# ein Spinnennetz darstellen



## Klarabella52 (9. November 2005)

Hallo zusammen,
ich habe seit kurzem das Adobe Photoshop 6.0. Ich möchte gerne in einer Landschaftsaufnahme im Vordergrund ein möglichst realistisches Spinnennetz darstellen.Ich weiß aber nicht, ob oder wie das geht. Kann mir jemand weiterhelfen?
Liebe Grüße
Klarabella


----------



## metty (9. November 2005)

Hallo und Herzlich Willkommen bei tutorials.de.

Das geht bestimmt. 
Gemacht habe ich das selber noch nicht, aber möglich ist es bestimmt.

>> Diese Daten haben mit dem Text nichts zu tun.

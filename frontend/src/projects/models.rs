use chrono::{DateTime, Utc};
use serde::{Deserialize, Deserializer};
use serde_json::Value;

/// One portfolio entry as stored in the `projects` table.
#[derive(Deserialize, Clone, Debug, PartialEq)]
pub struct ProjectRecord {
    #[serde(deserialize_with = "id_as_text")]
    pub id: String,
    pub title: String,
    #[serde(default, deserialize_with = "null_as_default")]
    pub description: String,
    #[serde(default, deserialize_with = "null_as_default")]
    pub image: String,
    #[serde(default, deserialize_with = "null_as_default")]
    pub link: String,
    #[serde(default, deserialize_with = "null_as_default")]
    pub tech: Vec<String>,
    #[serde(default, deserialize_with = "null_as_default")]
    pub results: Vec<String>,
    #[serde(default, deserialize_with = "lenient_detail")]
    pub content_project_modal: Option<ProjectDetail>,
    #[serde(default)]
    pub created_at: Option<DateTime<Utc>>,
}

#[derive(Deserialize, Clone, Debug, PartialEq)]
pub struct ProjectDetail {
    pub hero_title: String,
    pub hero_subtitle: String,
    #[serde(default)]
    pub description: String,
    pub challenge: DetailSection,
    pub solution: DetailSection,
    #[serde(default)]
    pub metrics: Vec<Metric>,
    #[serde(default)]
    pub testimonial: Option<Testimonial>,
    #[serde(default)]
    pub technologies: Technologies,
    #[serde(default)]
    pub demo_link: String,
    #[serde(default)]
    pub cta_text: String,
}

#[derive(Deserialize, Clone, Debug, PartialEq)]
pub struct DetailSection {
    pub title: String,
    pub description: String,
    #[serde(default)]
    pub features: Vec<String>,
}

#[derive(Deserialize, Clone, Debug, PartialEq)]
pub struct Metric {
    pub value: String,
    pub label: String,
    #[serde(default)]
    pub description: String,
}

#[derive(Deserialize, Clone, Debug, PartialEq)]
pub struct Testimonial {
    pub quote: String,
    pub author: String,
    pub role: String,
    pub company: String,
}

#[derive(Deserialize, Clone, Debug, Default, PartialEq)]
pub struct Technologies {
    #[serde(default)]
    pub frontend: Vec<String>,
    #[serde(default)]
    pub backend: Vec<String>,
    #[serde(default)]
    pub infrastructure: Vec<String>,
}

impl ProjectRecord {
    pub fn detail(&self) -> Option<&ProjectDetail> {
        self.content_project_modal.as_ref()
    }

    pub fn has_external_link(&self) -> bool {
        !self.link.is_empty() && self.link != "#"
    }
}

impl ProjectDetail {
    /// Solution features shown under the hero, without their leading bullet.
    pub fn headline_features(&self) -> Vec<&str> {
        self.solution
            .features
            .iter()
            .take(3)
            .map(|feature| strip_bullet(feature))
            .collect()
    }

    pub fn headline_metrics(&self) -> &[Metric] {
        let end = self.metrics.len().min(4);
        &self.metrics[..end]
    }

    /// The booking CTA only makes sense for projects with a real demo.
    pub fn has_demo(&self) -> bool {
        !self.demo_link.is_empty() && self.demo_link != "#"
    }
}

impl Testimonial {
    pub fn initial(&self) -> String {
        self.author.chars().next().map(String::from).unwrap_or_default()
    }
}

pub fn strip_bullet(feature: &str) -> &str {
    match feature.strip_prefix('•').or_else(|| feature.strip_prefix('-')) {
        Some(rest) => rest.trim_start(),
        None => feature,
    }
}

fn id_as_text<'de, D>(deserializer: D) -> Result<String, D::Error>
where
    D: Deserializer<'de>,
{
    #[derive(Deserialize)]
    #[serde(untagged)]
    enum RawId {
        Number(i64),
        Text(String),
    }

    Ok(match RawId::deserialize(deserializer)? {
        RawId::Number(n) => n.to_string(),
        RawId::Text(s) => s,
    })
}

// Nullable columns render as empty instead of rejecting the row.
fn null_as_default<'de, D, T>(deserializer: D) -> Result<T, D::Error>
where
    D: Deserializer<'de>,
    T: Deserialize<'de> + Default,
{
    Ok(Option::<T>::deserialize(deserializer)?.unwrap_or_default())
}

// A broken payload hides the modal instead of dropping the whole project list.
fn lenient_detail<'de, D>(deserializer: D) -> Result<Option<ProjectDetail>, D::Error>
where
    D: Deserializer<'de>,
{
    let raw = Option::<Value>::deserialize(deserializer)?;
    Ok(match raw {
        None | Some(Value::Null) => None,
        Some(value) => match serde_json::from_value::<ProjectDetail>(value) {
            Ok(detail) => Some(detail),
            Err(e) => {
                log::warn!("ignoring malformed project detail payload: {}", e);
                None
            }
        },
    })
}

#[cfg(test)]
mod tests {
    use super::*;
    use serde_json::json;

    fn detail_json() -> Value {
        json!({
            "hero_title": "Une table, un clic",
            "hero_subtitle": "Réservations en ligne pour un restaurant",
            "description": "Refonte complète",
            "challenge": { "title": "Le défi", "description": "Réservations par téléphone" },
            "solution": {
                "title": "La solution",
                "description": "Un site vitrine",
                "features": ["• Réservation", "- Menu digital", "Galerie", "SEO local"]
            },
            "metrics": [
                { "value": "+40%", "label": "Réservations", "description": "en 3 mois" },
                { "value": "2s", "label": "Chargement" },
                { "value": "4.8", "label": "Note" },
                { "value": "x2", "label": "Trafic" },
                { "value": "0", "label": "Appels manqués" }
            ],
            "technologies": { "frontend": ["React"], "backend": ["Supabase"] },
            "demo_link": "#",
            "cta_text": "Voir le site"
        })
    }

    fn project_json(id: Value, detail: Value) -> Value {
        json!({
            "id": id,
            "title": "Chez Awa",
            "description": "Restaurant",
            "image": "https://cdn.example/awa.png",
            "link": "https://awa.example",
            "tech": ["React", "Tailwind"],
            "results": ["+40% réservations"],
            "content_project_modal": detail,
            "created_at": "2024-03-01T10:00:00Z"
        })
    }

    #[test]
    fn numeric_and_text_ids_both_decode() {
        let numeric: ProjectRecord =
            serde_json::from_value(project_json(json!(7), Value::Null)).unwrap();
        let text: ProjectRecord =
            serde_json::from_value(project_json(json!("a1b2"), Value::Null)).unwrap();
        assert_eq!(numeric.id, "7");
        assert_eq!(text.id, "a1b2");
    }

    #[test]
    fn malformed_detail_decodes_to_none() {
        let record: ProjectRecord =
            serde_json::from_value(project_json(json!(1), json!({ "hero_title": 3 }))).unwrap();
        assert!(record.detail().is_none());
        assert_eq!(record.title, "Chez Awa");
    }

    #[test]
    fn missing_detail_key_is_none() {
        let mut value = project_json(json!(1), Value::Null);
        value.as_object_mut().unwrap().remove("content_project_modal");
        let record: ProjectRecord = serde_json::from_value(value).unwrap();
        assert!(record.detail().is_none());
        assert!(record.created_at.is_some());
    }

    #[test]
    fn detail_helpers_trim_and_cap() {
        let record: ProjectRecord =
            serde_json::from_value(project_json(json!(1), detail_json())).unwrap();
        let detail = record.detail().unwrap();
        assert_eq!(
            detail.headline_features(),
            vec!["Réservation", "Menu digital", "Galerie"]
        );
        assert_eq!(detail.headline_metrics().len(), 4);
        assert!(detail.challenge.features.is_empty());
        assert!(detail.technologies.infrastructure.is_empty());
        assert!(!detail.has_demo());
    }

    #[test]
    fn null_columns_decode_to_empty() {
        let mut value = project_json(json!(3), Value::Null);
        let row = value.as_object_mut().unwrap();
        for column in ["description", "image", "link", "tech", "results"] {
            row.insert(column.to_string(), Value::Null);
        }
        let record: ProjectRecord = serde_json::from_value(value).unwrap();
        assert!(record.description.is_empty());
        assert!(record.image.is_empty());
        assert!(record.tech.is_empty());
        assert!(record.results.is_empty());
        assert!(!record.has_external_link());
    }

    #[test]
    fn testimonial_initial_handles_accents() {
        let testimonial = Testimonial {
            quote: "Parfait".to_string(),
            author: "Élodie Kouassi".to_string(),
            role: "Gérante".to_string(),
            company: "Chez Awa".to_string(),
        };
        assert_eq!(testimonial.initial(), "É");
    }
}
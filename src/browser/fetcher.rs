use std::time::Duration;
use tokio::time::timeout;
use tracing::{info, warn};

use super::{LoadCondition, NavigationOutcome, PageSession};
use crate::config::FetchSettings;
use crate::error::MonitorError;

/// Navigation policy: full load first, one relaxed retry, then a fixed settle delay.
pub struct PageFetcher<'a> {
    settings: &'a FetchSettings,
}

impl<'a> PageFetcher<'a> {
    pub fn new(settings: &'a FetchSettings) -> Self {
        Self { settings }
    }

    /// Navigate `page` to `url` and wait for client-side rendering to settle.
    ///
    /// A non-2xx document status is logged, not fatal: client-rendered apps
    /// often fill in the content anyway. Only a failed retry aborts the run.
    pub async fn load(
        &self,
        page: &mut dyn PageSession,
        url: &str,
    ) -> Result<NavigationOutcome, MonitorError> {
        info!("Navigating to {}", url);

        let first = attempt(
            page,
            url,
            LoadCondition::Load,
            self.settings.navigation_timeout(),
        )
        .await;

        let outcome = match first {
            Ok(outcome) => outcome,
            Err(reason) => {
                warn!("Full load failed ({}), retrying with DOMContentLoaded", reason);
                attempt(
                    page,
                    url,
                    LoadCondition::DomContentLoaded,
                    self.settings.relaxed_timeout(),
                )
                .await
                .map_err(|reason| MonitorError::Fetch {
                    url: url.to_string(),
                    reason,
                })?
            }
        };

        match outcome.status {
            Some(status) if outcome.is_ok() => {
                info!("Navigation status {} for {}", status, outcome.final_url)
            }
            Some(status) => warn!(
                "Navigation status {} for {} is not OK, continuing anyway",
                status, outcome.final_url
            ),
            None => info!("Navigation status not reported for {}", outcome.final_url),
        }

        let settle = self.settings.settle_delay();
        if !settle.is_zero() {
            info!("Waiting {:?} for the page to render", settle);
            tokio::time::sleep(settle).await;
        }

        Ok(outcome)
    }
}

async fn attempt(
    page: &mut dyn PageSession,
    url: &str,
    condition: LoadCondition,
    limit: Duration,
) -> Result<NavigationOutcome, String> {
    match timeout(limit, page.navigate(url, condition)).await {
        Ok(Ok(outcome)) => Ok(outcome),
        Ok(Err(e)) => Err(e.to_string()),
        Err(_) => Err(format!("timed out after {:?}", limit)),
    }
}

Hier mal ein kleines Tutorial: http://www.photoshoptutorials.de/tut_spezial03.php
Ansonsten ist Google dein Freund 

Gruß, Matthias


----------



## Klarabella52 (9. November 2005)

Donnerwetter, das ging aber schnell. Zuerst mal Danke für die nette Begrüßung und den Link werde ich mir auch gleich genau ansehen. Sieht ja schon mal richtig spannend aus. Mal sehen, ob ich damit weiter komme.
LG
Klarabella


----------



## metty (9. November 2005)

Kein Problem, viel Erfolg!

Gruß, Matthias


----------